Le Réveil du Pays de Galles, qui avait éclaté d'une manière si
merveilleuse à l'automne de 1904, s'était arrêté presque subitement
quelques mois après. Il avait provoqué dans la chrétienté évangélique
un grand frémissement de joie et d'espoir. Ce réveil religieux s'était
produit en ce point particulier du globe, à un moment où beaucoup
d'âmes chrétiennes soupiraient après un renouveau, au sein d'églises
assez froides dans leur ensemble. Aussi l'arrêt du grand mouvement,
qui s'est plus ou moins identifié avec le nom d'Evan Roberts, s'il
produisit une certaine déception, ne fit qu'augmenter chez plusieurs
la soif d'un Réveil mondial.
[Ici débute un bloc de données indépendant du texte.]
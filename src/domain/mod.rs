// ============================================================
// Layer 3 — Domain Layer
// ============================================================
// Plain Rust types and traits describing what a prediction
// request IS: the sixteen input fields and their order, the
// raw form values, the score, the failures, and the seams the
// artifacts plug into.
//
// Rules for this layer:
//   - NO file I/O or network calls
//   - NO artifact formats (JSON lives in data/, ml/ and infra/)
//   - Only plain Rust structs, enums, and traits
//
// Reference: Rust Book §5 (Structs), §10 (Traits)

// Column order and per-field domains
pub mod feature_spec;

// The raw inputs of one form submission
pub mod form_values;

// The predicted exam score
pub mod score;

// ArtifactLoadError and PredictionError
pub mod error;

// Encoder, scaler and model abstractions
pub mod traits;
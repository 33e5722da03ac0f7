// ============================================================
// Layer 3 — Feature Specification
// ============================================================
// The sixteen student attributes the model was fit on, in the
// exact column order the scaler and model expect.
//
//   index  column                       domain
//   ─────  ───────────────────────────  ─────────────────
//     0    Hours_Studied                0.0 ..= 24.0
//     1    Attendance                   0   ..= 100
//     2    Parental_Involvement         0   ..= 10
//     3    Access_to_Resources          0   ..= 10
//     4    Extracurricular_Activities   0   ..= 10
//     5    Sleep_Hours                  0.0 ..= 24.0
//     6    Previous_Scores              0   ..= 100
//     7    Motivation_Level             0   ..= 10
//     8    Internet_Access              encoder classes
//     9    Tutoring_Sessions            0   ..= 20
//    10    Family_Income                0.0 ..
//    11    Teacher_Quality              0   ..= 10
//    12    Peer_Influence               encoder classes
//    13    Physical_Activity            0   ..= 20
//    14    Parental_Education_Level     encoder classes
//    15    Distance_from_Home           0.0 ..
//
// FEATURE_SPEC is the single source of this order. Vector
// assembly, range checks, artifact feature-name checks and the
// field listing all iterate it, so the order cannot drift
// between them.
//
// Reference: Rust Book §6 (Enums and Pattern Matching)

use serde::Serialize;
use std::fmt;

/// Number of columns in one feature row.
pub const FEATURE_COUNT: usize = 16;

/// Every input attribute, one variant per column.
#[derive(Debug, Clone, Copy, PartialEq, Eq, Hash)]
pub enum Field {
    HoursStudied,
    Attendance,
    ParentalInvolvement,
    AccessToResources,
    ExtracurricularActivities,
    SleepHours,
    PreviousScores,
    MotivationLevel,
    InternetAccess,
    TutoringSessions,
    FamilyIncome,
    TeacherQuality,
    PeerInfluence,
    PhysicalActivity,
    ParentalEducationLevel,
    DistanceFromHome,
}

/// The three attributes that go through a label encoder.
#[derive(Debug, Clone, Copy, PartialEq, Eq, Hash, PartialOrd, Ord)]
pub enum CategoricalField {
    InternetAccess,
    PeerInfluence,
    ParentalEducationLevel,
}

impl CategoricalField {
    pub const ALL: [CategoricalField; 3] = [
        CategoricalField::InternetAccess,
        CategoricalField::PeerInfluence,
        CategoricalField::ParentalEducationLevel,
    ];

    /// Column name, which is also the key in the encoders artifact.
    pub fn column(self) -> &'static str {
        match self {
            CategoricalField::InternetAccess         => "Internet_Access",
            CategoricalField::PeerInfluence          => "Peer_Influence",
            CategoricalField::ParentalEducationLevel => "Parental_Education_Level",
        }
    }
}

impl fmt::Display for CategoricalField {
    fn fmt(&self, f: &mut fmt::Formatter<'_>) -> fmt::Result {
        f.write_str(self.column())
    }
}

/// Allowed values for one column.
#[derive(Debug, Clone, Copy, PartialEq, Serialize)]
#[serde(tag = "type", rename_all = "snake_case")]
pub enum Domain {
    /// Real-valued input. `max = None` means no upper cap.
    Continuous { min: f64, max: Option<f64> },
    /// Whole-number slider.
    Integer { min: u32, max: u32 },
    /// One of the encoder's known classes.
    Categorical {
        #[serde(skip)]
        field: CategoricalField,
    },
}

impl Domain {
    /// Returns true when `value` lies inside this numeric domain.
    /// Categorical domains never contain a number.
    pub fn contains(&self, value: f64) -> bool {
        if !value.is_finite() {
            return false;
        }
        match *self {
            Domain::Continuous { min, max } => {
                value >= min && max.map_or(true, |m| value <= m)
            }
            Domain::Integer { min, max } => {
                value.fract() == 0.0 && value >= min as f64 && value <= max as f64
            }
            Domain::Categorical { .. } => false,
        }
    }
}

impl fmt::Display for Domain {
    fn fmt(&self, f: &mut fmt::Formatter<'_>) -> fmt::Result {
        match self {
            Domain::Continuous { min, max: Some(max) } => write!(f, "{min}..={max}"),
            Domain::Continuous { min, max: None }      => write!(f, "{min}.."),
            Domain::Integer { min, max }               => write!(f, "{min}..={max} (whole numbers)"),
            Domain::Categorical { field }              => write!(f, "one of the {field} classes"),
        }
    }
}

/// One column of the feature row.
#[derive(Debug, Clone, Copy)]
pub struct FieldSpec {
    pub field:  Field,
    /// Column name used by the artifacts and the form keys
    pub column: &'static str,
    /// Human-readable prompt
    pub label:  &'static str,
    pub domain: Domain,
}

const fn continuous(min: f64, max: f64) -> Domain {
    Domain::Continuous { min, max: Some(max) }
}

const fn unbounded(min: f64) -> Domain {
    Domain::Continuous { min, max: None }
}

const fn integer(min: u32, max: u32) -> Domain {
    Domain::Integer { min, max }
}

const fn categorical(field: CategoricalField) -> Domain {
    Domain::Categorical { field }
}

/// The fixed column order of the model and scaler artifacts.
pub const FEATURE_SPEC: [FieldSpec; FEATURE_COUNT] = [
    FieldSpec { field: Field::HoursStudied,              column: "Hours_Studied",              label: "Hours Studied",                   domain: continuous(0.0, 24.0) },
    FieldSpec { field: Field::Attendance,                column: "Attendance",                 label: "Attendance (%)",                  domain: integer(0, 100) },
    FieldSpec { field: Field::ParentalInvolvement,       column: "Parental_Involvement",       label: "Parental Involvement (0-10)",     domain: integer(0, 10) },
    FieldSpec { field: Field::AccessToResources,         column: "Access_to_Resources",        label: "Access to Resources (0-10)",      domain: integer(0, 10) },
    FieldSpec { field: Field::ExtracurricularActivities, column: "Extracurricular_Activities", label: "Extracurricular Activities (0-10)", domain: integer(0, 10) },
    FieldSpec { field: Field::SleepHours,                column: "Sleep_Hours",                label: "Sleep Hours",                     domain: continuous(0.0, 24.0) },
    FieldSpec { field: Field::PreviousScores,            column: "Previous_Scores",            label: "Previous Exam Scores",            domain: integer(0, 100) },
    FieldSpec { field: Field::MotivationLevel,           column: "Motivation_Level",           label: "Motivation Level (0-10)",         domain: integer(0, 10) },
    FieldSpec { field: Field::InternetAccess,            column: "Internet_Access",            label: "Internet Access",                 domain: categorical(CategoricalField::InternetAccess) },
    FieldSpec { field: Field::TutoringSessions,          column: "Tutoring_Sessions",          label: "Tutoring Sessions",               domain: integer(0, 20) },
    FieldSpec { field: Field::FamilyIncome,              column: "Family_Income",              label: "Family Income (in 1000s)",        domain: unbounded(0.0) },
    FieldSpec { field: Field::TeacherQuality,            column: "Teacher_Quality",            label: "Teacher Quality (0-10)",          domain: integer(0, 10) },
    FieldSpec { field: Field::PeerInfluence,             column: "Peer_Influence",             label: "Peer Influence",                  domain: categorical(CategoricalField::PeerInfluence) },
    FieldSpec { field: Field::PhysicalActivity,          column: "Physical_Activity",          label: "Physical Activity (hrs/week)",    domain: integer(0, 20) },
    FieldSpec { field: Field::ParentalEducationLevel,    column: "Parental_Education_Level",   label: "Parental Education Level",        domain: categorical(CategoricalField::ParentalEducationLevel) },
    FieldSpec { field: Field::DistanceFromHome,          column: "Distance_from_Home",         label: "Distance from Home (in km)",      domain: unbounded(0.0) },
];

/// Column names in feature order.
pub fn column_names() -> impl Iterator<Item = &'static str> {
    FEATURE_SPEC.iter().map(|spec| spec.column)
}

/// Compare an artifact's recorded feature names against FEATURE_SPEC.
/// Returns a description of the first disagreement, if any.
pub fn feature_name_mismatch(names: &[String]) -> Option<String> {
    if names.len() != FEATURE_COUNT {
        return Some(format!(
            "expected {} feature names, artifact lists {}",
            FEATURE_COUNT,
            names.len()
        ));
    }
    column_names()
        .zip(names)
        .enumerate()
        .find(|(_, (expected, actual))| *expected != actual.as_str())
        .map(|(idx, (expected, actual))| {
            format!("column {idx} should be '{expected}' but artifact has '{actual}'")
        })
}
Les dernières années du 19° siècle et les
premières du 20e seraient extrêmement intéressantes à étudier en
détail à ce point de vue. Il semble que, tandis que le Prince de ce
monde préparait la plus terrible des guerres, l'Esprit de Dieu
s'efforçait de susciter, chez les croyants, une foi suffisante pour
provoquer le plus beau des Réveils.
C'est dans ces conditions que l'on commença d'entendre parler,
vers cette époque, de chrétiens qui auraient reçu un baptême du
Saint-Esprit, ressemblant à celui que reçurent les Apôtres le jour de
la Pentecôte. Dans le réveil du Pays de Galles lui-même, les
effets surnaturels du Saint-Esprit furent puissamment manifestés.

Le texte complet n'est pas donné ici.